La espalda de Patricia golpeó contra la puerta. Luchó frenéticamente con la perilla hasta que ésta giró fácilmente. Los hombres no habían cerrado la puerta cuando entraron. Antes de que pudiera pensar nada más, unos dedos mugrientos la sujetaron de la espalda y la empujaron nuevamente adentro de la oscura habitación. Patricia intentó girar con el cuchillo en alto, pero Smith ya le había inmovilizado ambos brazos detrás de la espalda.

Patricia comenzó a gritar e intentó apuñalar a Smith en la entrepierna, pero él la tenía bien sujeta. Robinson la golpeó sin vacilar, interrumpiendo sus alaridos. Sentía la cara como si la hubiera atropellado un camión. Tenía el labio partido.

—¡Perra estúpida! — vociferó Robinson en su cara al tiempo que se aplicaba presión sobre el hombro herido. Tenía las manos manchadas de sangre. De pronto, cayó al suelo, fuera de combate.

Una figura apareció detrás de él, con una máscara de tela que ocultaba su identidad. Tenía un extinguidor de fuegos en las manos. Esto era demasiado surrealista. Con maldad, Patricia se retorció y se las arregló para golpearle la pierna a Smith. Él la liberó. Ella corrió hacia la puerta medio abierta.

Patricia irrumpió en el corredor y miró frenéticamente hacia atrás y hacia adelante. ¿Adónde iría? Seguramente alguien notaría a una extraña mujer con el cabello desgreñado, los ojos desorbitados, las manos cubiertas de sangre, por no mencionar el cuchillo que todavía empuñaba como si su vida dependiera de ese objeto. 

—Rápido.

Patricia reconoció la voz. El enmascarado era Rodrigo. Una sensación de alivio le corrió por el cuerpo antes de que ambos se echaran a correr.

La adrenalina hervía en sus venas. Le costaba respirar y sentía una puntada en un costado, pero continuó corriendo. Durante las últimas veinticuatro horas había estado encerrada en una habitación con escaso espacio y falta de ejercicio. Sus músculos estaban doloridos, y tenía la cara golpeada, pero así y todo se sentía fuerte.

Doblaron y dieron vueltas por los corredores.
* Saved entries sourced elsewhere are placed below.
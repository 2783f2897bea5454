//! Interactive menu
//!
//! Blocking read-eval loop over any line-oriented input and any writer. Each
//! iteration prints the menu, reads one choice, and runs exactly one catalog
//! operation. "Not found" and "empty" outcomes are printed and the loop goes on.

use crate::catalog::{
    format_delete_text, format_find_text, format_group_text, format_list_text,
    format_section_heading, format_sort_text, format_stats_text, CatalogCommandService,
};
use crate::error::ApiError;
use crate::store::RecordStore;
use crate::views::{GroupKey, SortKey};
use std::io::{BufRead, Write};
use tracing::debug;

/// One menu entry
#[derive(Debug, Clone, Copy, PartialEq, Eq)]
pub enum MenuChoice {
    DisplayAll,
    SortBySize,
    SortByName,
    GroupByExtension,
    Search,
    Statistics,
    Delete,
    Exit,
}

impl MenuChoice {
    /// Parse a menu line. Anything other than 0-7 is `None`.
    pub fn parse(input: &str) -> Option<Self> {
        match input.trim().parse::<u8>().ok()? {
            1 => Some(MenuChoice::DisplayAll),
            2 => Some(MenuChoice::SortBySize),
            3 => Some(MenuChoice::SortByName),
            4 => Some(MenuChoice::GroupByExtension),
            5 => Some(MenuChoice::Search),
            6 => Some(MenuChoice::Statistics),
            7 => Some(MenuChoice::Delete),
            0 => Some(MenuChoice::Exit),
            _ => None,
        }
    }
}

const MENU_ENTRIES: [&str; 8] = [
    "1. Display All Files",
    "2. Sort Files by Size",
    "3. Sort Files by Name",
    "4. Organize by File Type",
    "5. Search File",
    "6. File Statistics",
    "7. Delete File",
    "0. Exit",
];

/// How the loop ended
#[derive(Debug, Clone, Copy, PartialEq, Eq)]
pub enum MenuExit {
    /// The user chose 0
    Requested,
    /// Input closed before an exit choice
    EndOfInput,
}

/// Menu driver borrowing the store for the length of the session.
pub struct MenuLoop<'a, R, W> {
    store: &'a mut RecordStore,
    input: R,
    output: W,
}

impl<'a, R: BufRead, W: Write> MenuLoop<'a, R, W> {
    pub fn new(store: &'a mut RecordStore, input: R, output: W) -> Self {
        Self {
            store,
            input,
            output,
        }
    }

    /// Write text ahead of the first menu (banner, add notices).
    pub fn preamble(&mut self, text: &str) -> Result<(), ApiError> {
        self.output.write_all(text.as_bytes())?;
        Ok(())
    }

    /// Run until the user exits or input ends.
    pub fn run(&mut self) -> Result<MenuExit, ApiError> {
        loop {
            self.print_menu()?;
            let Some(line) = self.read_line()? else {
                writeln!(self.output)?;
                return Ok(MenuExit::EndOfInput);
            };
            let Some(choice) = MenuChoice::parse(&line) else {
                debug!(input = %line.trim(), "invalid menu choice");
                writeln!(self.output, "[ERROR] Invalid choice!")?;
                continue;
            };
            debug!(?choice, "menu choice");
            if choice == MenuChoice::Exit {
                writeln!(self.output, "\nThank you for using filecat!")?;
                self.output.flush()?;
                return Ok(MenuExit::Requested);
            }
            if !self.dispatch(choice)? {
                writeln!(self.output)?;
                return Ok(MenuExit::EndOfInput);
            }
        }
    }

    /// Run one non-exit choice. Returns false when a prompt hit end of input.
    fn dispatch(&mut self, choice: MenuChoice) -> Result<bool, ApiError> {
        let text = match choice {
            MenuChoice::DisplayAll => format_list_text(&CatalogCommandService::list(&*self.store)),
            MenuChoice::SortBySize => {
                format_sort_text(&CatalogCommandService::sort(&*self.store, SortKey::Size))
            }
            MenuChoice::SortByName => {
                format_sort_text(&CatalogCommandService::sort(&*self.store, SortKey::Name))
            }
            MenuChoice::GroupByExtension => {
                format_group_text(&CatalogCommandService::group(&*self.store, GroupKey::Extension))
            }
            MenuChoice::Search => {
                let Some(name) = self.prompt("Enter file name to search: ")? else {
                    return Ok(false);
                };
                format_find_text(&CatalogCommandService::find(&*self.store, &name))
            }
            MenuChoice::Statistics => format_stats_text(&CatalogCommandService::stats(&*self.store)),
            MenuChoice::Delete => {
                let Some(name) = self.prompt("Enter file name to delete: ")? else {
                    return Ok(false);
                };
                format_delete_text(&CatalogCommandService::delete(self.store, &name))
            }
            MenuChoice::Exit => return Ok(true),
        };
        write!(self.output, "\n{}", text)?;
        Ok(true)
    }

    fn print_menu(&mut self) -> Result<(), ApiError> {
        writeln!(self.output, "\n{}", format_section_heading("Main Menu"))?;
        for entry in MENU_ENTRIES {
            writeln!(self.output, "{}", entry)?;
        }
        write!(self.output, "Enter choice: ")?;
        self.output.flush()?;
        Ok(())
    }

    fn prompt(&mut self, label: &str) -> Result<Option<String>, ApiError> {
        write!(self.output, "\n{}", label)?;
        self.output.flush()?;
        Ok(self.read_line()?.map(|line| line.trim().to_string()))
    }

    /// Bytes that are not UTF-8 decode lossily and fall through as invalid input.
    fn read_line(&mut self) -> Result<Option<String>, ApiError> {
        let mut buf = Vec::new();
        if self.input.read_until(b'\n', &mut buf)? == 0 {
            return Ok(None);
        }
        Ok(Some(String::from_utf8_lossy(&buf).into_owned()))
    }
}
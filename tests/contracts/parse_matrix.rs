use clap::{CommandFactory, Parser};
use filecat::tooling::cli::{Cli, Commands};
use filecat::views::{GroupKey, SortKey};

use crate::contracts::support::{context_from_args, names};

#[test]
fn parse_valid_command_matrix() {
    let cases: Vec<Vec<&str>> = vec![
        vec!["filecat"],
        vec!["filecat", "menu"],
        vec!["filecat", "list", "--format", "json"],
        vec!["filecat", "sort", "--by", "name"],
        vec!["filecat", "sort", "--by", "path", "--format", "json"],
        vec!["filecat", "group"],
        vec!["filecat", "group", "--by", "path"],
        vec!["filecat", "find", "Document1"],
        vec!["filecat", "stats"],
        vec!["filecat", "delete", "Code1"],
        vec!["filecat", "config"],
        vec!["filecat", "--no-samples", "--add", "a,txt,1,/", "list"],
        vec!["filecat", "list", "--log-level", "debug", "--log-output", "stdout"],
    ];

    for args in cases {
        let parsed = Cli::try_parse_from(args.clone());
        assert!(parsed.is_ok(), "expected valid parse for args: {args:?}");
    }
}

#[test]
fn parse_rejects_invalid_values() {
    assert!(Cli::try_parse_from(["filecat", "sort", "--by", "date"]).is_err());
    assert!(Cli::try_parse_from(["filecat", "group", "--by", "size"]).is_err());
    assert!(Cli::try_parse_from(["filecat", "find"]).is_err());
    assert!(Cli::try_parse_from(["filecat", "--add", "a,txt,big,/"]).is_err());
    assert!(Cli::try_parse_from(["filecat", "--add", "a,txt"]).is_err());
    assert!(Cli::try_parse_from(["filecat", "shuffle"]).is_err());
}

#[test]
fn parse_defaults() {
    let cli = Cli::try_parse_from(["filecat", "sort"]).unwrap();
    match cli.command_or_default() {
        Commands::Sort { by, format } => {
            assert_eq!(by, SortKey::Size);
            assert_eq!(format, "text");
        }
        other => panic!("unexpected command: {other:?}"),
    }

    let cli = Cli::try_parse_from(["filecat", "group"]).unwrap();
    assert!(matches!(
        cli.command_or_default(),
        Commands::Group {
            by: GroupKey::Extension,
            ..
        }
    ));
}

#[test]
fn repeated_add_flags_keep_order() {
    let cli = Cli::try_parse_from([
        "filecat",
        "--add",
        "first,txt,1,/a",
        "--add",
        "second,md,2,/b",
    ])
    .unwrap();
    let names: Vec<_> = cli.add.iter().map(|r| r.name.as_str()).collect();
    assert_eq!(names, vec!["first", "second"]);
}

#[test]
fn help_lists_every_subcommand() {
    let help = Cli::command().render_long_help().to_string();
    for name in ["menu", "list", "sort", "group", "find", "stats", "delete", "config"] {
        assert!(help.contains(name), "help should mention {name}");
    }
}

#[test]
fn catalog_flags_shape_the_seeded_store() {
    let (_, ctx) = context_from_args(&["filecat", "--no-samples", "--add", "a,txt,1,/", "list"]);
    assert_eq!(names(ctx.store().list()), vec!["a"]);

    let (cli, ctx) = context_from_args(&["filecat", "find", "Video1"]);
    assert!(matches!(cli.command_or_default(), Commands::Find { .. }));
    assert_eq!(ctx.store().len(), 8);
}
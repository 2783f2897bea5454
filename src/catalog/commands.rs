//! Catalog command service: runs one store operation and packages the result.

use crate::catalog::types::{
    DeleteOutput, FindOutput, GroupOutput, ListOutput, SortOutput, StatsOutput,
};
use crate::store::RecordStore;
use crate::views::{GroupKey, SortKey};
use tracing::info;

/// Stateless service over a borrowed store; shared by the menu and the one-shot CLI.
pub struct CatalogCommandService;

impl CatalogCommandService {
    pub fn list(store: &RecordStore) -> ListOutput {
        ListOutput::new(store.list())
    }

    pub fn sort(store: &RecordStore, key: SortKey) -> SortOutput {
        let records = match key {
            SortKey::Size => store.sorted_by_size(),
            SortKey::Name => store.sorted_by_name(),
            SortKey::Path => store.sorted_by_path(),
        };
        SortOutput { key, records }
    }

    pub fn group(store: &RecordStore, key: GroupKey) -> GroupOutput {
        let groups = match key {
            GroupKey::Extension => store.group_by_extension(),
            GroupKey::Path => store.group_by_path(),
        };
        GroupOutput::new(key, groups)
    }

    pub fn find(store: &RecordStore, name: &str) -> FindOutput {
        let record = store.find(name).cloned();
        FindOutput {
            query: name.to_string(),
            found: record.is_some(),
            record,
        }
    }

    pub fn stats(store: &RecordStore) -> StatsOutput {
        let statistics = store.statistics();
        StatsOutput {
            empty: statistics.is_none(),
            statistics,
        }
    }

    /// Delete the first record named `name`. A miss is reported in the
    /// output rather than as an error.
    pub fn delete(store: &mut RecordStore, name: &str) -> DeleteOutput {
        let record = match store.delete(name) {
            Ok(record) => {
                info!(name = %name, "record deleted");
                Some(record)
            }
            Err(e) => {
                info!("delete skipped: {}", e);
                None
            }
        };
        DeleteOutput {
            name: name.to_string(),
            deleted: record.is_some(),
            record,
            remaining: store.len(),
        }
    }
}
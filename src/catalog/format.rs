//! Format catalog views as text.

use crate::catalog::types::{
    DeleteOutput, FindOutput, GroupOutput, ListOutput, SortOutput, StatsOutput,
};
use crate::store::FileRecord;
use crate::views::SortKey;
use comfy_table::presets::UTF8_BORDERS_ONLY;
use comfy_table::Table;
use owo_colors::OwoColorize;

/// Format a section heading with bold/underline.
pub fn format_section_heading(title: &str) -> String {
    format!("{}", title.bold().underline())
}

fn record_table(records: &[FileRecord], numbered: bool) -> Table {
    let mut table = Table::new();
    table.load_preset(UTF8_BORDERS_ONLY);
    if numbered {
        table.set_header(vec!["#", "File", "Size (KB)", "Path"]);
    } else {
        table.set_header(vec!["File", "Size (KB)", "Path"]);
    }
    for (i, record) in records.iter().enumerate() {
        let mut row = Vec::with_capacity(4);
        if numbered {
            row.push((i + 1).to_string());
        }
        row.push(record.full_name());
        row.push(record.size_kb.to_string());
        row.push(record.path.clone());
        table.add_row(row);
    }
    table
}

/// Format the full catalog listing.
pub fn format_list_text(data: &ListOutput) -> String {
    let mut out = String::new();
    out.push_str(&format!("{}\n\n", format_section_heading("All Files")));
    if data.records.is_empty() {
        out.push_str("No files found!\n");
        return out;
    }
    out.push_str(&format!("Total files: {}\n\n", data.total));
    out.push_str(&format!("{}\n", record_table(&data.records, true)));
    out
}

/// Format a sorted view.
pub fn format_sort_text(data: &SortOutput) -> String {
    let (title, subtitle) = match data.key {
        SortKey::Size => ("Files Sorted by Size", "Smallest to largest"),
        SortKey::Name => ("Files Sorted by Name (A-Z)", "Alphabetical order"),
        SortKey::Path => ("Files Sorted by Path", "Path order"),
    };
    let mut out = String::new();
    out.push_str(&format!("{}\n\n", format_section_heading(title)));
    if data.records.is_empty() {
        out.push_str("No files found!\n");
        return out;
    }
    out.push_str(&format!("{}:\n\n", subtitle));
    out.push_str(&format!("{}\n", record_table(&data.records, false)));
    out
}

/// Format a group-by view.
pub fn format_group_text(data: &GroupOutput) -> String {
    let title = format!("Files Organized by {}", data.key);
    let mut out = String::new();
    out.push_str(&format!("{}\n\n", format_section_heading(&title)));
    out.push_str(&format!("Groups found: {}\n\n", data.groups.len()));
    for group in &data.groups {
        let noun = if group.count == 1 { "file" } else { "files" };
        out.push_str(&format!("[{}] - {} {}\n", group.key, group.count, noun));
        out.push_str(&format!("{}\n\n", record_table(&group.records, false)));
    }
    out
}

/// Format a search result.
pub fn format_find_text(data: &FindOutput) -> String {
    let mut out = String::new();
    out.push_str(&format!(
        "{}\n\n",
        format_section_heading(&format!("Search Results for: {}", data.query))
    ));
    match &data.record {
        Some(record) => {
            out.push_str(&format!("[FOUND] {}\n", record.full_name()));
            out.push_str(&format!("Size: {} KB\n", record.size_kb));
            out.push_str(&format!("Path: {}\n", record.path));
            if let Some(ref created) = record.created {
                out.push_str(&format!("Created: {}\n", created));
            }
        }
        None => out.push_str("[NOT FOUND] File not in catalog.\n"),
    }
    out
}

/// Format aggregate statistics.
pub fn format_stats_text(data: &StatsOutput) -> String {
    let mut out = String::new();
    out.push_str(&format!("{}\n\n", format_section_heading("File Statistics")));
    let Some(ref stats) = data.statistics else {
        out.push_str("No files to analyze.\n");
        return out;
    };
    let mut table = Table::new();
    table.load_preset(UTF8_BORDERS_ONLY);
    table.set_header(vec!["Metric", "Value"]);
    table.add_row(vec!["Total files".to_string(), stats.count.to_string()]);
    table.add_row(vec![
        "Total size".to_string(),
        format!("{} KB", stats.total_size),
    ]);
    table.add_row(vec![
        "Average size".to_string(),
        format!("{} KB", stats.average_size),
    ]);
    table.add_row(vec![
        "Largest file".to_string(),
        format!("{} ({} KB)", stats.largest.full_name(), stats.largest.size_kb),
    ]);
    table.add_row(vec![
        "Smallest file".to_string(),
        format!(
            "{} ({} KB)",
            stats.smallest.full_name(),
            stats.smallest.size_kb
        ),
    ]);
    out.push_str(&format!("{}\n", table));
    out
}

/// Format a delete outcome.
pub fn format_delete_text(data: &DeleteOutput) -> String {
    match &data.record {
        Some(record) => format!(
            "[-] Deleted: {} ({} remaining)\n",
            record.full_name(),
            data.remaining
        ),
        None => format!("[ERROR] File not found: {}\n", data.name),
    }
}

/// Confirmation line printed when a record is added.
pub fn format_added_text(record: &FileRecord) -> String {
    format!("[+] File added: {}\n", record.full_name())
}
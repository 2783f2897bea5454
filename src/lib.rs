//! filecat: In-Memory File Catalog
//!
//! An in-memory catalog of file metadata records with derived views (sorted
//! copies, group-by mappings, aggregate statistics) and an interactive console
//! menu. Views are rebuilt from the single record sequence on every request.

pub mod catalog;
pub mod config;
pub mod error;
pub mod logging;
pub mod store;
pub mod tooling;
pub mod views;
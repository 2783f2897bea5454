use clap::Parser;
use filecat::config::FilecatConfig;
use filecat::store::FileRecord;
use filecat::tooling::cli::{Cli, CliContext};

/// Context seeded with the sample catalog.
pub fn sample_context() -> CliContext {
    CliContext::new(FilecatConfig::default()).unwrap()
}

/// Context holding exactly the given records.
pub fn context_with(records: &[(&str, &str, u64, &str)]) -> CliContext {
    let mut config = FilecatConfig::default();
    config.catalog.seed_samples = false;
    for (name, ext, size, path) in records {
        config
            .catalog
            .records
            .push(FileRecord::new(name, ext, *size, path));
    }
    CliContext::new(config).unwrap()
}

/// The A/B/C catalog used across scenario tests.
pub fn scenario_context() -> CliContext {
    context_with(&[("A", "txt", 5, "/x"), ("B", "txt", 10, "/y"), ("C", "pdf", 3, "/z")])
}

/// Parse args and fold their catalog flags into a default config.
pub fn context_from_args(args: &[&str]) -> (Cli, CliContext) {
    let cli = Cli::try_parse_from(args).unwrap();
    let mut config = FilecatConfig::default();
    if cli.no_samples {
        config.catalog.seed_samples = false;
    }
    config.catalog.records.extend(cli.add.iter().cloned());
    let ctx = CliContext::new(config).unwrap();
    (cli, ctx)
}

pub fn names(records: &[FileRecord]) -> Vec<String> {
    records.iter().map(|r| r.name.clone()).collect()
}
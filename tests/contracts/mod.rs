mod output_contracts;
mod parse_matrix;
mod scenario;
pub mod support;
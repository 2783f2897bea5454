//! FileRecord: one file metadata entry.

use crate::error::StoreError;
use chrono::NaiveDate;
use serde::{Deserialize, Serialize};

/// Date format accepted for `created`.
pub const CREATED_DATE_FORMAT: &str = "%Y-%m-%d";

/// File metadata record. No identity beyond the stored tuple.
#[derive(Debug, Clone, PartialEq, Eq, Serialize, Deserialize)]
pub struct FileRecord {
    pub name: String,
    /// Grouping key, used verbatim (no case folding, no leading dot handling)
    pub extension: String,
    pub size_kb: u64,
    pub path: String,
    #[serde(default, skip_serializing_if = "Option::is_none")]
    pub created: Option<String>,
}

impl FileRecord {
    pub fn new(name: &str, extension: &str, size_kb: u64, path: &str) -> Self {
        Self {
            name: name.to_string(),
            extension: extension.to_string(),
            size_kb,
            path: path.to_string(),
            created: None,
        }
    }

    pub fn with_created(mut self, created: impl Into<String>) -> Self {
        self.created = Some(created.into());
        self
    }

    /// Display name: `name.extension`
    pub fn full_name(&self) -> String {
        format!("{}.{}", self.name, self.extension)
    }

    /// Trivial checks applied to records coming from config or the command line.
    pub fn validate(&self) -> Result<(), StoreError> {
        if self.name.trim().is_empty() {
            return Err(StoreError::InvalidRecord(
                "Record name cannot be empty".to_string(),
            ));
        }
        if let Some(ref created) = self.created {
            NaiveDate::parse_from_str(created, CREATED_DATE_FORMAT).map_err(|e| {
                StoreError::InvalidRecord(format!(
                    "Record '{}' has invalid created date '{}': {}",
                    self.name, created, e
                ))
            })?;
        }
        Ok(())
    }

    /// Parse `NAME,EXT,SIZE,PATH`. The path may itself contain commas.
    pub fn parse_spec(spec: &str) -> Result<Self, StoreError> {
        let mut parts = spec.splitn(4, ',');
        let (Some(name), Some(extension), Some(size), Some(path)) =
            (parts.next(), parts.next(), parts.next(), parts.next())
        else {
            return Err(StoreError::InvalidRecord(format!(
                "Expected NAME,EXT,SIZE,PATH but got '{}'",
                spec
            )));
        };
        let size_kb = size.trim().parse::<u64>().map_err(|e| {
            StoreError::InvalidRecord(format!("Invalid size '{}': {}", size.trim(), e))
        })?;
        let record = FileRecord::new(name.trim(), extension.trim(), size_kb, path.trim());
        record.validate()?;
        Ok(record)
    }
}
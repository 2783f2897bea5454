//! Environment variable source: FILECAT__* prefix with __ separator

use config::builder::DefaultState;
use config::ConfigBuilder;
use config::ConfigError;
use config::Environment;

/// Add environment variable overlay to builder.
/// Uses FILECAT prefix and __ as separator for nested keys,
/// e.g. `FILECAT__CATALOG__SEED_SAMPLES=false`.
pub fn add_to_builder(
    builder: ConfigBuilder<DefaultState>,
) -> Result<ConfigBuilder<DefaultState>, ConfigError> {
    let builder = builder.add_source(
        Environment::with_prefix("FILECAT")
            .separator("__")
            .try_parsing(true),
    );
    Ok(builder)
}
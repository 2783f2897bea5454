//! Configuration
//!
//! Layered configuration for the catalog: built-in defaults, the global config
//! file, and `FILECAT__*` environment overrides.

mod facade;
pub mod merge;
pub mod paths;
pub mod sources;

pub use facade::ConfigLoader;
pub use paths::xdg_root as xdg;

use crate::error::StoreError;
use crate::logging::LoggingConfig;
use crate::store::FileRecord;
use serde::{Deserialize, Serialize};

/// Top-level configuration
#[derive(Debug, Clone, Default, Serialize, Deserialize)]
pub struct FilecatConfig {
    #[serde(default)]
    pub logging: LoggingConfig,

    #[serde(default)]
    pub catalog: CatalogConfig,
}

/// Initial catalog contents
#[derive(Debug, Clone, Serialize, Deserialize)]
pub struct CatalogConfig {
    /// Load the sample records at startup (default: true)
    #[serde(default = "default_true")]
    pub seed_samples: bool,

    /// Extra records appended after the samples
    #[serde(default)]
    pub records: Vec<FileRecord>,
}

fn default_true() -> bool {
    true
}

impl Default for CatalogConfig {
    fn default() -> Self {
        Self {
            seed_samples: default_true(),
            records: Vec::new(),
        }
    }
}

impl CatalogConfig {
    /// Validate configured records.
    pub fn validate(&self) -> Result<(), StoreError> {
        for record in &self.records {
            record.validate()?;
        }
        Ok(())
    }
}
use filecat::store::RecordStore;

use crate::contracts::support::{names, scenario_context};

#[test]
fn scenario_from_three_records() {
    let mut ctx = scenario_context();
    let store = ctx.store();

    assert_eq!(names(store.list()), vec!["A", "B", "C"]);
    assert_eq!(names(&store.sorted_by_size()), vec!["C", "A", "B"]);

    let groups = store.group_by_extension();
    assert_eq!(groups.keys().collect::<Vec<_>>(), vec!["pdf", "txt"]);
    assert_eq!(names(&groups["txt"]), vec!["A", "B"]);
    assert_eq!(names(&groups["pdf"]), vec!["C"]);

    let found = store.find("B").expect("B should be found");
    assert_eq!(found.extension, "txt");
    assert_eq!(found.size_kb, 10);

    let store = ctx.store_mut();
    assert!(store.delete("Z").is_err());
    assert_eq!(store.len(), 3);

    assert!(store.delete("B").is_ok());
    assert_eq!(names(store.list()), vec!["A", "C"]);
}

#[test]
fn statistics_over_ten_twenty_thirty() {
    let mut store = RecordStore::new();
    store.add("ten", "x", 10, "/");
    store.add("twenty", "x", 20, "/");
    store.add("thirty", "x", 30, "/");

    let stats = store.statistics().expect("non-empty store has statistics");
    assert_eq!(stats.count, 3);
    assert_eq!(stats.total_size, 60);
    assert_eq!(stats.average_size, 20);
    assert_eq!(stats.largest.name, "thirty");
    assert_eq!(stats.smallest.name, "ten");
}

#[test]
fn statistics_on_empty_store_reports_empty() {
    let store = RecordStore::new();
    assert!(store.statistics().is_none());
    assert!(store.list().is_empty());
}

#[test]
fn group_by_path_keeps_every_record() {
    let mut store = RecordStore::new();
    store.seed_samples();
    let groups = store.group_by_path();
    assert_eq!(groups.len(), 5);
    assert_eq!(names(&groups["/documents/"]), vec!["Document1", "Document2"]);
    assert_eq!(names(&groups["/source/"]), vec!["Code1", "Code2"]);
    let total: usize = groups.values().map(Vec::len).sum();
    assert_eq!(total, store.len());
}

#[test]
fn sorted_by_name_over_samples() {
    let mut store = RecordStore::new();
    store.seed_samples();
    assert_eq!(
        names(&store.sorted_by_name()),
        vec!["Code1", "Code2", "Document1", "Document2", "Image1", "Image2", "Music1", "Video1"]
    );
}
Hasta donde podía suponer, Rodrigo la estaba llevando donde el señor Phillips, pero siguió su instinto. Continuamente miraba hacia atrás para ver si Robinson y Smith estaban detrás de ellos, pero no se los veía, al menos por ahora. ¿Qué había hecho Rodrigo con Smith? Deseaba que hubiera muerto y, sin embargo, una parte de ella deseaba que todavía estuviera vivo.

El aire le dio de lleno en la cara, y la sangre en sus manos se estaba secando. Era mucho más que un cuchillo lo que estaba aferrando... se estaba aferrando a una esperanza. Había una posibilidad de poder escapar.

*

—Lamento mucho tener que interrumpirlos a usted y a su esposa pero es necesario que hablemos.

Con los ojos adormilados, pero leal a su jefe, Michael cerró la puerta de su habitación detrás de él y salió al corredor. Los globos de luz titilaron cuando Michael se apoyó contra la pared. Un par de bolsas descoloridas colgaban debajo de sus ojos.

—Lo siento, señor, no me había dado cuenta de que usted me estaba buscando.

—Ha habido un pequeño cambio de planes...

Algo en la forma en que las arrugas del señor Phillips se plegaban, lo desconcertaba

—¿Cambio de planes?

—Sí... parece que la mujer que encontró a Helen se ha escapado. Se llama Patricia. Estuve tratando de interrogarla, de obtener algunas respuestas para que Helen finalmente pueda descansar en paz, pero...se ha escapado. Creo que ella es la culpable.

—¿Culpable de asesinato? — dijo Michael, abriendo los ojos desmesuradamente.

—Todavía no está claro, pero una cosa sí es cierta.

Michael se inclinó un poco más cerca.

—Esa mujer — respondió el señor Phillips — debe ser capturada.

—Señor... — Michael hizo una pausa. ¿Estaba arriesgando su vida y su reputación? Él tenía que pensar en su familia.

—He estado invirtiendo mucho tiempo en esta investigación y...

—Te nombraré socio del banco. Tendrás suficiente dinero para bañarte en billetes de dólares nuevos todas las noches por varios meses. Tienes mi palabra — dijo el señor Phillips extendiéndole una mano arrugada.

—Cuente conmigo — respondió Michael sin dudarlo. Ambos hombres se estrecharon la mano. A Michael le habían ofrecido un trato que aceptaba de buen grado. Una recompensa por la cual habría estado dispuesto a matar.